A desire for a well-rounded education brought Stedman to Harvard, which is where he first came across the idea of synthetic biology. He became an undergraduate researcher in the lab of Pam Silver, Elliot T. and Onie H. Adams Professor of Biochemistry and Systems Biology at Harvard Medical School, and also joined the winter bootcamp for Harvard’s International Genetically Engineered Machine (iGEM) team, a SEAS-sponsored student organization that undertakes synthetic biology products for an annual competition. As part of iGEM, he helped develop genetic tools which could be used to detect failure in tissue grafts used in coronary artery bypass surgery. He eventually became Harvard iGEM’s Education Chair.
“Synthetic biology is a framework where biology is made easier to build and engineer by rigorously characterizing biological systems,” Stedman said. “The label can be applied to a lot of different projects, but the main principle of most of them is about harnessing our power to read and write DNA to solve biological problems.”
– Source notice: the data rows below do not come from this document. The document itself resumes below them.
use crate::support::{load_config_or_exit, load_dataset_or_exit, render_json_payload};
use serde_json::json;

pub fn run(label: String, config: String, json_output: bool) {
    let config = load_config_or_exit(&config);
    let (_, canonicalizer) = load_dataset_or_exit(&config);
    let resolution = canonicalizer.canonicalize(&label);

    if json_output {
        render_json_payload(&json!({
            "input": label,
            "subtype": resolution.subtype(),
            "fallback": resolution.is_fallback(),
            "resolution": resolution,
        }));
    } else {
        let kind = if resolution.is_fallback() {
            "fallback"
        } else {
            "resolved"
        };
        println!("[canonicalize] {label:?} -> {} ({kind})", resolution.subtype());
    }
}
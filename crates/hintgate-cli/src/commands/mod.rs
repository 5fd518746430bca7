pub mod canonicalize;
pub mod checksum_gate;
pub mod dataset_check;
pub mod ladder_convert;
pub mod ladder_verify;
pub mod replay_harness;
pub mod select_row;
pub mod trace_parity;
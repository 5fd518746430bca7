//! Converter idempotency and artifact structure checks.
//!
//! The verifier treats the converter as a black box that writes a file and
//! prints a report. It runs it twice, hashes what is actually on disk after
//! each run, and then re-reads the second output without trusting any of
//! the converter's own types.

use crate::artifact::{ArtifactDocument, load_artifact_document};
use crate::convert::convert_to_path;
use crate::error::LadderError;
use hintgate_kernel::{SourceRef, is_sha256_hex, sha256_file};
use regex::Regex;
use serde::Serialize;
use std::collections::BTreeSet;
use std::fmt;
use std::path::{Path, PathBuf};
use std::sync::OnceLock;
use thiserror::Error;

/// One invocation of the converter. Returns the converter's report text.
pub trait ConverterRun {
    fn run(&mut self) -> Result<String, LadderError>;
}

/// Runs the converter in-process against configured sources.
#[derive(Debug, Clone)]
pub struct InProcessConverter {
    pub sources: Vec<SourceRef>,
    pub output: PathBuf,
}

impl InProcessConverter {
    pub fn new(sources: Vec<SourceRef>, output: impl Into<PathBuf>) -> Self {
        Self {
            sources,
            output: output.into(),
        }
    }
}

impl ConverterRun for InProcessConverter {
    fn run(&mut self) -> Result<String, LadderError> {
        convert_to_path(&self.sources, &self.output).map(|report| report.log_line())
    }
}

/// The first structural problem found in an artifact.
#[derive(Debug, Clone, PartialEq, Eq, Serialize)]
pub struct InvariantViolation {
    pub field: String,
    #[serde(skip_serializing_if = "Option::is_none")]
    pub challenge_key: Option<String>,
    #[serde(skip_serializing_if = "Option::is_none")]
    pub index: Option<usize>,
    pub message: String,
}

impl InvariantViolation {
    fn top(field: &str, message: impl Into<String>) -> Self {
        Self {
            field: field.to_string(),
            challenge_key: None,
            index: None,
            message: message.into(),
        }
    }

    fn at(field: &str, challenge_key: &str, index: usize, message: impl Into<String>) -> Self {
        Self {
            field: field.to_string(),
            challenge_key: Some(challenge_key.to_string()),
            index: Some(index),
            message: message.into(),
        }
    }
}

impl fmt::Display for InvariantViolation {
    fn fmt(&self, f: &mut fmt::Formatter<'_>) -> fmt::Result {
        write!(f, "{}", self.field)?;
        if let Some(key) = &self.challenge_key {
            write!(f, " (challenge_key={key}")?;
            if let Some(index) = self.index {
                write!(f, ", index={index}")?;
            }
            write!(f, ")")?;
        } else if let Some(index) = self.index {
            write!(f, " (index={index})")?;
        }
        write!(f, ": {}", self.message)
    }
}

#[derive(Debug, Error)]
pub enum VerifyFailure {
    #[error("converter run {run} failed: {source}")]
    Converter {
        run: usize,
        #[source]
        source: LadderError,
    },

    #[error("failed to read converter output {path}: {source}")]
    ReadOutput {
        path: String,
        #[source]
        source: std::io::Error,
    },

    #[error("converter is not idempotent: run 1 sha256={first}, run 2 sha256={second}")]
    NotIdempotent { first: String, second: String },

    #[error(
        "converter run {run} reported sha256={reported} but {path} has sha256={actual}"
    )]
    ReportedDigestMismatch {
        run: usize,
        reported: String,
        actual: String,
        path: String,
    },

    #[error(transparent)]
    Parse(LadderError),

    #[error("artifact invariant violated at {0}")]
    Invariant(InvariantViolation),
}

impl VerifyFailure {
    /// Integrity failures reject the artifact; the rest are operational.
    pub fn is_integrity_failure(&self) -> bool {
        matches!(
            self,
            Self::NotIdempotent { .. } | Self::ReportedDigestMismatch { .. } | Self::Invariant(_)
        )
    }
}

#[derive(Debug, Clone, PartialEq, Eq, Serialize)]
pub struct IdempotencyReport {
    pub output_path: String,
    pub output_sha256: String,
    /// Present when the converter's report carried a digest.
    pub reported_sha256: Option<String>,
    pub unique_challenge_keys: usize,
}

fn reported_digest_re() -> &'static Regex {
    static RE: OnceLock<Regex> = OnceLock::new();
    RE.get_or_init(|| {
        Regex::new(r"sha256=([0-9a-f]{64})\b").expect("reported digest regex must compile")
    })
}

/// Extract a self-reported `sha256=<hex>` digest from converter output.
pub fn parse_reported_digest(log: &str) -> Option<String> {
    reported_digest_re()
        .captures(log)
        .and_then(|captures| captures.get(1))
        .map(|digest| digest.as_str().to_string())
}

/// Check every structural invariant, stopping at the first violation.
pub fn validate_artifact(document: &ArtifactDocument) -> Result<(), InvariantViolation> {
    if document.converter_policy_version.trim().is_empty() {
        return Err(InvariantViolation::top(
            "converter_policy_version",
            "must be non-empty",
        ));
    }
    if document.policy_semantics_version.trim().is_empty() {
        return Err(InvariantViolation::top(
            "policy_semantics_version",
            "must be non-empty",
        ));
    }

    for (index, asset) in document.source_assets.iter().enumerate() {
        if asset.asset_id.trim().is_empty() {
            return Err(InvariantViolation {
                index: Some(index),
                ..InvariantViolation::top("source_assets.asset_id", "must be non-empty")
            });
        }
        if !is_sha256_hex(&asset.raw_sha256) {
            return Err(InvariantViolation {
                index: Some(index),
                ..InvariantViolation::top(
                    "source_assets.raw_sha256",
                    format!(
                        "expected 64 lowercase hex characters for {}, got {:?}",
                        asset.asset_id, asset.raw_sha256
                    ),
                )
            });
        }
    }

    let mut seen = BTreeSet::new();
    for (index, entry) in document.challenge_map.iter().enumerate() {
        let key = entry.challenge_key.as_str();
        if key.trim().is_empty() {
            return Err(InvariantViolation {
                index: Some(index),
                ..InvariantViolation::top("challenge_map.challenge_key", "must be non-empty")
            });
        }
        if !seen.insert(key) {
            return Err(InvariantViolation::at(
                "challenge_map.challenge_key",
                key,
                index,
                "duplicate challenge key",
            ));
        }
        if entry.hint_levels.is_empty() {
            return Err(InvariantViolation::at(
                "challenge_map.hint_levels",
                key,
                index,
                "ladder has no hint levels",
            ));
        }
        for (rung, level) in entry.hint_levels.iter().enumerate() {
            let expected = rung as i64 + 1;
            if level.level != expected {
                return Err(InvariantViolation::at(
                    "hint_levels.level",
                    key,
                    rung,
                    format!("expected level {expected}, found {}", level.level),
                ));
            }
            let expected_label = format!("H{expected}");
            if level.label != expected_label {
                return Err(InvariantViolation::at(
                    "hint_levels.label",
                    key,
                    rung,
                    format!("expected label {expected_label}, found {:?}", level.label),
                ));
            }
            if level.hint.trim().is_empty() {
                return Err(InvariantViolation::at(
                    "hint_levels.hint",
                    key,
                    rung,
                    "hint text is empty",
                ));
            }
        }
    }

    let declared = document.stats.unique_challenge_keys;
    if usize::try_from(declared).ok() != Some(document.challenge_map.len()) {
        return Err(InvariantViolation::top(
            "stats.unique_challenge_keys",
            format!(
                "declares {declared} but challenge_map has {} entries",
                document.challenge_map.len()
            ),
        ));
    }
    Ok(())
}

/// Run the converter twice and verify the written artifact.
pub fn verify_idempotency(
    converter: &mut impl ConverterRun,
    output: impl AsRef<Path>,
) -> Result<IdempotencyReport, VerifyFailure> {
    let output = output.as_ref();
    let (first, _) = run_and_hash(converter, 1, output)?;
    let (second, reported) = run_and_hash(converter, 2, output)?;
    if first != second {
        return Err(VerifyFailure::NotIdempotent { first, second });
    }

    let document = load_artifact_document(output).map_err(VerifyFailure::Parse)?;
    validate_artifact(&document).map_err(VerifyFailure::Invariant)?;

    tracing::info!(
        output = %output.display(),
        sha256 = %second,
        challenges = document.challenge_map.len(),
        "ladder artifact verified"
    );
    Ok(IdempotencyReport {
        output_path: output.display().to_string(),
        output_sha256: second,
        reported_sha256: reported,
        unique_challenge_keys: document.challenge_map.len(),
    })
}

fn run_and_hash(
    converter: &mut impl ConverterRun,
    run: usize,
    output: &Path,
) -> Result<(String, Option<String>), VerifyFailure> {
    let log = converter
        .run()
        .map_err(|source| VerifyFailure::Converter { run, source })?;
    let actual = sha256_file(output).map_err(|source| VerifyFailure::ReadOutput {
        path: output.display().to_string(),
        source,
    })?;
    let reported = parse_reported_digest(&log);
    match &reported {
        Some(reported) if *reported != actual => {
            return Err(VerifyFailure::ReportedDigestMismatch {
                run,
                reported: reported.clone(),
                actual,
                path: output.display().to_string(),
            });
        }
        _ => {}
    }
    tracing::debug!(run, sha256 = %actual, "converter output hashed");
    Ok((actual, reported))
}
After leaving SEAS, Stedman spent a year doing pathogen and cell death research at Massachusetts General Hospital, then joined Columbia’s Wang Lab in the fall of 2024. At Columbia, Stedman’s research centers on the role of amino acids in health, disease and evolutionary history. Of the 20 amino acids incorporated into proteins, humans and most other animals can’t produce nine on their own, and must consume them through diet. Stedman is trying to engineer tissue and cells that can produce those amino acids on their own, which could then be used in a therapeutic setting.
“One use case for this is that scientists have been able to deplete one essential amino acid from a test animal’s diet just enough to suppress the growth of a tumor, but without losing much overall body weight,” he said. “Tumors need lots of these amino acids, because they’re making lots of proteins and prioritizing growth. At the same time, immune cells are also doing lots of proliferation in response to disease, which also requires a lot of amino acids. So one application I’m considering is modifying CAR-T immune cells with these pathways. If you can combine a specific amino acid depletion with the ability for the CAR-T cells to make their own amino acids, you could have this synergistic boost to the immune response while also suppressing the growth of the tumor.”
Between the pandemic making big events difficult and Stedman wanting to focus on school, Shred Kids’ Cancer went quiet in the 2020s. He closed it in 2024, donating the last of the non-profit’s funds. But even if his non-profit days are now behind him, Stedman can always look back on that first rock concert as the foundation of all the work he’s done since.
“I’d become interested in science to some degree before that, but Shred Kids’ Cancer fed into me wanting to use science to develop therapeutics,” he said. “It’s the main reason I wanted to pursue bioengineering.”